KABUL
Afghanistan observed a day of official mourning on Thursday as relief work gathered pace for the thousands of victims of a series of powerful earthquakes that killed hundreds in the north of the country and made tens of thousands homeless this week.
Aircraft full of blankets, tents, emergency relief supplies and medicines continued to make their way from the northern Afghan city of Mazar-e Sharif to the worst affected districts of Nahrin and Burka in the northern Baghlan province, the scene of massive destruction where strong aftershocks continue to keep residents and aid workers nervous.
"There have been 18 aftershocks recorded today so far," Safiullah, an official of Pakistan's Seismological Office told IRIN from the northwestern Pakistani city of Peshawar. "But they were below 3.5 on Richter scale, so not threatening," he added.
The joint relief effort by the United Nations, aid agencies and the Afghan authorities, is working on a planning figure of 20,000 families affected in one way or another by the series of quakes.
"Aid is effectively being distributed and immediate needs have been met," Rebecca Richards, spokeswoman for the UN Office for the Coordination of Humanitarian Affairs (OCHA), told IRIN in the Afghan capital, Kabul. She said now longer-term needs were being looked into.
"A four-member UN Disaster Assessment Team has been sent today to be deployed in the region," she added. The team members will thoroughly assess the situation and will be based in the northern city of Mazar-e Sharif and the district of Nahrin itself, whose centre has been completely razed.
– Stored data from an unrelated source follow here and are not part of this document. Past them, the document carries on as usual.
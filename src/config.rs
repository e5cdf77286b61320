use anyhow::Result;
use serde::Deserialize;

#[derive(Debug, Clone, Deserialize)]
pub struct Config {
    pub service: ServiceConfig,
    pub openai: OpenAiConfig,
    pub stripe: StripeConfig,
    pub logging: LoggingConfig,
}

#[derive(Debug, Clone, Deserialize)]
pub struct ServiceConfig {
    pub name: String,
    pub http: HttpConfig,
}

#[derive(Debug, Clone, Deserialize)]
pub struct HttpConfig {
    pub bind: String,
    pub port: u16,
}

#[derive(Debug, Clone, Deserialize)]
pub struct OpenAiConfig {
    /// Credential for both the transcription and completion APIs.
    /// `OPENAI_API_KEY` overrides whatever the config file says.
    #[serde(default)]
    pub api_key: Option<String>,

    /// API origin; overridable so tests can point the client at a stub.
    pub base_url: String,

    pub transcription_model: String,
    pub chat_model: String,

    /// Language hint passed to the transcription API.
    pub language: String,
}

#[derive(Debug, Clone, Deserialize)]
pub struct StripeConfig {
    #[serde(default)]
    pub secret_key: Option<String>,
    #[serde(default)]
    pub webhook_secret: Option<String>,

    /// Fixed external checkout link the client navigates to.
    pub payment_url: String,
}

#[derive(Debug, Clone, Deserialize)]
pub struct LoggingConfig {
    pub dir: String,
}

impl Config {
    pub fn load(path: &str) -> Result<Self> {
        let settings = config::Config::builder()
            .set_default("service.name", "voxlens")?
            .set_default("service.http.bind", "127.0.0.1")?
            .set_default("service.http.port", 3000)?
            .set_default("openai.base_url", "https://api.openai.com")?
            .set_default("openai.transcription_model", "whisper-1")?
            .set_default("openai.chat_model", "gpt-4")?
            .set_default("openai.language", "en")?
            .set_default(
                "stripe.payment_url",
                "https://buy.stripe.com/test_3cI3cwc7Rasl18U4ToeAg00",
            )?
            .set_default("logging.dir", "logs")?
            .add_source(config::File::with_name(path).required(false))
            .add_source(config::Environment::with_prefix("VOXLENS").separator("__"))
            .set_override_option("openai.api_key", std::env::var("OPENAI_API_KEY").ok())?
            .set_override_option("stripe.secret_key", std::env::var("STRIPE_SECRET_KEY").ok())?
            .set_override_option(
                "stripe.webhook_secret",
                std::env::var("STRIPE_WEBHOOK_SECRET").ok(),
            )?
            .build()?;

        Ok(settings.try_deserialize()?)
    }
}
UN spokesman for Afghanistan Manoel de Almeida e Silva told reporters in Kabul that a measles vaccination campaign going on in the area and suspended due to the earthquake had been resumed on Wednesday.
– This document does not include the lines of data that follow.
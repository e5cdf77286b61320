use serde::{Deserialize, Serialize};

#[derive(Debug, Serialize)]
pub struct ChatRequest {
    pub model: String,
    pub messages: Vec<ChatMessage>,
    pub temperature: f32,
    pub max_tokens: Option<u32>,
}

#[derive(Debug, Serialize)]
pub struct ChatMessage {
    pub role: String,
    pub content: String,
}

impl ChatMessage {
    pub fn system(content: impl Into<String>) -> Self {
        Self {
            role: "system".into(),
            content: content.into(),
        }
    }

    pub fn user(content: impl Into<String>) -> Self {
        Self {
            role: "user".into(),
            content: content.into(),
        }
    }
}

#[derive(Debug, Deserialize)]
pub struct ChatCompletion {
    pub choices: Vec<ChatChoice>,
    #[serde(default)]
    pub usage: Option<Usage>,
}

impl ChatCompletion {
    /// Text of the first returned choice, if the model produced one.
    pub fn first_text(&self) -> Option<&str> {
        self.choices.first().map(|c| c.message.content.as_str())
    }
}

#[derive(Debug, Deserialize)]
pub struct ChatChoice {
    pub message: ChatChoiceMessage,
}

#[derive(Debug, Deserialize)]
pub struct ChatChoiceMessage {
    pub content: String,
}

#[derive(Debug, Deserialize)]
pub struct Usage {
    pub total_tokens: u32,
}

#[derive(Debug, Deserialize)]
pub struct Transcription {
    pub text: String,
}

/// Standard OpenAI error envelope: `{"error": {"message": "..."}}`.
#[derive(Debug, Deserialize)]
pub(super) struct ErrorEnvelope {
    pub error: ErrorBody,
}

#[derive(Debug, Deserialize)]
pub(super) struct ErrorBody {
    pub message: String,
}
"I saw massive destruction there, houses flattened out," e Silva said after visiting the area on Wednesday. Most of the houses in the area were single-storey mud and stone hamlets.
Richards said two plane loads of supplies were sent from Kabul to the north, which included tents, blankets, surgical instruments, hospital beds, water purification tablets and food.
Government officials initially put the projected death toll at well over 2,000. The United Nations later revised this down to between 800 and 1,000 and Richards said this estimate had not been changed.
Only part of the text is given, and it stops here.